The list of problems surrounding MACRA’s implementation is long and includes providers who are exempt from the program not being notified of their exemption, ambiguity over which electronic health records vendors are eligible for participation, and a general lack of details on exactly how providers and their partners are to report performance to CMS. In essence, who should report, how to report, and what should be reported is all murky to providers on an issue that stands to significantly impact how much money is in their pocket at the end of the day.
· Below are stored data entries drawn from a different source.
pub mod builder;
pub mod condition;
pub mod graph;
pub mod handler;
pub mod inverter;
pub(crate) mod layer;
pub mod node;
pub mod parallel;
pub mod selector;
pub mod sequence;
pub mod snapshot;
pub mod types;

pub use builder::{LayerBuilder, NodeHandle, TreeBuilder};
pub use condition::{Condition, ConditionChain};
pub use graph::{GraphNode, TreeGraph};
pub use handler::{HandlerFn, HandlerNode};
pub use inverter::InverterNode;
pub use node::{LayerNode, Node, TreeNode};
pub use parallel::{ParallelNode, Thresholds};
pub use selector::SelectorNode;
pub use sequence::SequenceNode;
pub use snapshot::NodeSnapshot;
pub use types::{NodeKind, NodeMeta, Priority, ResultStatus, Targets};
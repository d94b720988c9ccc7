/// Node contracts and the closed node enum
///
/// Every tree element implements `TreeNode`. Composite elements additionally implement
/// `LayerNode`, which covers child ownership and structural mutation. `Node` is the
/// tagged union the builder, merge and sessions work with; it dispatches to the
/// concrete kind and keeps the session's active-node stack in step with recursion.

use crate::error::{Result, TreeError};
use crate::process::Process;
use crate::runtime::SessionContext;
use crate::tree::{
    condition::Condition,
    handler::HandlerNode,
    inverter::InverterNode,
    parallel::ParallelNode,
    selector::SelectorNode,
    sequence::SequenceNode,
    types::{NodeKind, NodeMeta, Priority, ResultStatus, Targets},
};

/// Capability set shared by every tree element
pub trait TreeNode: Send + Sync {
    fn meta(&self) -> &NodeMeta;

    fn meta_mut(&mut self) -> &mut NodeMeta;

    fn kind(&self) -> NodeKind;

    /// Current status; a pure query that never mutates the node
    fn status(&self) -> ResultStatus;

    fn execute(&mut self, ctx: &mut SessionContext<'_>) -> Result<ResultStatus>;

    fn resume(&mut self, ctx: &mut SessionContext<'_>, targets: &Targets) -> Result<ResultStatus>;

    fn fail(&mut self, ctx: &mut SessionContext<'_>, targets: &Targets) -> Result<ResultStatus>;

    fn cancel(&mut self, targets: &Targets) -> ResultStatus;

    /// Fresh copy of the node's plan: same configuration, new runtime state
    fn clone_node(&self) -> Node;
}

/// Child ownership contract for composite nodes
pub trait LayerNode: TreeNode {
    /// Children in insertion order
    fn children(&self) -> Vec<&Node>;

    fn child(&self, id: &str) -> Option<&Node>;

    fn child_mut(&mut self, id: &str) -> Option<&mut Node>;

    fn add_child(&mut self, child: Node) -> Result<()>;

    /// Swap the same-id child for `child`, returning the previous one
    fn replace_child(&mut self, child: Node) -> Result<Option<Node>>;

    fn remove_child(&mut self, id: &str) -> Result<Option<Node>>;

    /// Whether the eligible-children snapshot has been taken
    fn has_started(&self) -> bool;
}

/// A node of an execution tree
pub enum Node {
    Handler(HandlerNode),
    Sequence(SequenceNode),
    Selector(SelectorNode),
    Parallel(ParallelNode),
    Inverter(InverterNode),
}

impl Node {
    fn inner(&self) -> &dyn TreeNode {
        match self {
            Node::Handler(node) => node,
            Node::Sequence(node) => node,
            Node::Selector(node) => node,
            Node::Parallel(node) => node,
            Node::Inverter(node) => node,
        }
    }

    fn inner_mut(&mut self) -> &mut dyn TreeNode {
        match self {
            Node::Handler(node) => node,
            Node::Sequence(node) => node,
            Node::Selector(node) => node,
            Node::Parallel(node) => node,
            Node::Inverter(node) => node,
        }
    }

    pub fn as_layer(&self) -> Option<&dyn LayerNode> {
        match self {
            Node::Handler(_) => None,
            Node::Sequence(node) => Some(node),
            Node::Selector(node) => Some(node),
            Node::Parallel(node) => Some(node),
            Node::Inverter(node) => Some(node),
        }
    }

    pub fn as_layer_mut(&mut self) -> Option<&mut dyn LayerNode> {
        match self {
            Node::Handler(_) => None,
            Node::Sequence(node) => Some(node),
            Node::Selector(node) => Some(node),
            Node::Parallel(node) => Some(node),
            Node::Inverter(node) => Some(node),
        }
    }

    pub fn id(&self) -> &str {
        self.meta().id()
    }

    pub fn priority(&self) -> Priority {
        self.meta().priority()
    }

    pub fn order(&self) -> i32 {
        self.meta().order()
    }

    pub fn is_read_only(&self) -> bool {
        self.meta().is_read_only()
    }

    pub fn is_layer(&self) -> bool {
        self.kind().is_layer()
    }

    pub fn is_eligible(&self, process: &Process) -> Result<bool> {
        self.meta().is_eligible(process)
    }

    pub fn set_priority(&mut self, priority: Priority) -> Result<()> {
        self.meta_mut().set_priority(priority)
    }

    pub fn set_order(&mut self, order: i32) -> Result<()> {
        self.meta_mut().set_order(order)
    }

    pub fn add_condition(&mut self, condition: Condition) -> Result<()> {
        self.meta_mut().add_condition(condition)
    }

    pub fn mark_read_only(&mut self) {
        self.meta_mut().mark_read_only();
    }

    /// Record that the parent has already evaluated this node's conditions
    pub(crate) fn mark_condition_checked(&mut self) {
        if let Node::Handler(node) = self {
            node.mark_condition_checked();
        }
    }

    /// Children in insertion order; empty for handlers
    pub fn children(&self) -> Vec<&Node> {
        self.as_layer().map(|layer| layer.children()).unwrap_or_default()
    }

    pub fn child(&self, id: &str) -> Option<&Node> {
        self.as_layer().and_then(|layer| layer.child(id))
    }

    pub fn child_mut(&mut self, id: &str) -> Option<&mut Node> {
        self.as_layer_mut().and_then(|layer| layer.child_mut(id))
    }

    pub fn add_child(&mut self, child: Node) -> Result<()> {
        let id = self.id().to_string();
        self.as_layer_mut()
            .ok_or(TreeError::NotALayer(id))?
            .add_child(child)
    }

    pub fn replace_child(&mut self, child: Node) -> Result<Option<Node>> {
        let id = self.id().to_string();
        self.as_layer_mut()
            .ok_or(TreeError::NotALayer(id))?
            .replace_child(child)
    }

    pub fn remove_child(&mut self, child_id: &str) -> Result<Option<Node>> {
        let id = self.id().to_string();
        self.as_layer_mut()
            .ok_or(TreeError::NotALayer(id))?
            .remove_child(child_id)
    }

    pub fn has_started(&self) -> bool {
        self.as_layer().map(|layer| layer.has_started()).unwrap_or(false)
    }

    /// Depth-first search for a layer descendant (excluding self) with the given id and kind
    pub fn find_layer_mut(&mut self, id: &str, kind: NodeKind) -> Option<&mut Node> {
        let child_ids: Vec<String> = self.children().iter().map(|c| c.id().to_string()).collect();
        for child_id in child_ids {
            let matched = self
                .child(&child_id)
                .map(|child| child.id() == id && child.kind() == kind)
                .unwrap_or(false);
            if matched {
                return self.child_mut(&child_id);
            }
            let nested = self
                .child(&child_id)
                .map(|child| child.contains_layer(id, kind))
                .unwrap_or(false);
            if nested {
                return self
                    .child_mut(&child_id)
                    .and_then(|child| child.find_layer_mut(id, kind));
            }
        }
        None
    }

    fn contains_layer(&self, id: &str, kind: NodeKind) -> bool {
        self.children()
            .iter()
            .any(|child| (child.id() == id && child.kind() == kind) || child.contains_layer(id, kind))
    }

    /// Consume a layer and hand back its children; handlers yield nothing
    pub fn into_children(self) -> Vec<Node> {
        match self {
            Node::Handler(_) => Vec::new(),
            Node::Sequence(node) => node.into_children(),
            Node::Selector(node) => node.into_children(),
            Node::Parallel(node) => node.into_children(),
            Node::Inverter(node) => node.into_children(),
        }
    }
}

impl TreeNode for Node {
    fn meta(&self) -> &NodeMeta {
        self.inner().meta()
    }

    fn meta_mut(&mut self) -> &mut NodeMeta {
        self.inner_mut().meta_mut()
    }

    fn kind(&self) -> NodeKind {
        self.inner().kind()
    }

    fn status(&self) -> ResultStatus {
        self.inner().status()
    }

    fn execute(&mut self, ctx: &mut SessionContext<'_>) -> Result<ResultStatus> {
        ctx.enter(self.id());
        tracing::debug!("▶️ Executing node '{}' ({:?})", self.id(), self.kind());

        let result = self.inner_mut().execute(ctx);
        ctx.exit();

        if let Ok(status) = &result {
            tracing::debug!("⏹️ Node '{}' -> {}", self.id(), status);
        }
        result
    }

    fn resume(&mut self, ctx: &mut SessionContext<'_>, targets: &Targets) -> Result<ResultStatus> {
        ctx.enter(self.id());
        let result = self.inner_mut().resume(ctx, targets);
        ctx.exit();
        result
    }

    fn fail(&mut self, ctx: &mut SessionContext<'_>, targets: &Targets) -> Result<ResultStatus> {
        ctx.enter(self.id());
        let result = self.inner_mut().fail(ctx, targets);
        ctx.exit();
        result
    }

    fn cancel(&mut self, targets: &Targets) -> ResultStatus {
        self.inner_mut().cancel(targets)
    }

    fn clone_node(&self) -> Node {
        self.inner().clone_node()
    }
}

impl std::fmt::Debug for Node {
    fn fmt(&self, f: &mut std::fmt::Formatter<'_>) -> std::fmt::Result {
        f.debug_struct("Node")
            .field("id", &self.id())
            .field("kind", &self.kind())
            .field("status", &self.status())
            .field("children", &self.children())
            .finish()
    }
}

impl From<HandlerNode> for Node {
    fn from(node: HandlerNode) -> Self {
        Node::Handler(node)
    }
}

impl From<SequenceNode> for Node {
    fn from(node: SequenceNode) -> Self {
        Node::Sequence(node)
    }
}

impl From<SelectorNode> for Node {
    fn from(node: SelectorNode) -> Self {
        Node::Selector(node)
    }
}

impl From<ParallelNode> for Node {
    fn from(node: ParallelNode) -> Self {
        Node::Parallel(node)
    }
}

impl From<InverterNode> for Node {
    fn from(node: InverterNode) -> Self {
        Node::Inverter(node)
    }
}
The best case scenario is CMS, in a brief respite from the battle over America’s next healthcare bill, will release the needed information to providers and provide assistance where needed to get implementation moving along. Even if CMS moves quickly, the damage may already be done for MACRA to be successful in 2017 and to transition to the full program at the beginning of 2018. As in most healthcare related ventures change takes time, and the technology requirements for MACRA are more than ever before.
Once providers know the full details, they will need to carefully choose the EHR platform and metrics best suited for allowing them to report successfully for the program. Next, trials and testing will be required to make sure everything is running smoothly before organizations take the leap into actually reporting on the program. With MACRA already live, there might not be enough time for providers to successfully report in 2017, a year that is already in “MACRA-lite” mode after CMS offered multiple options to acclimate providers to the program while lowering potential penalties.
While the tabled American Health Care Act and MACRA are two different pieces of legislation, they are intrinsically connected: Both are aimed at moving U.S. healthcare toward quality and value, and both require government support to be successful. With the AHCA out of the limelight for now, there is hope that the resources and guidance needed to push MACRA along will be forthcoming. However, the delay in release of details most likely signals another pushback of the full MACRA program into at least mid-2018 and possibly 2019.
The delay is necessitated by the EHR technology investment (money, hardware, and software) required for MACRA, and CMS owes providers and healthcare organizations adequate time and resources for them to flourish.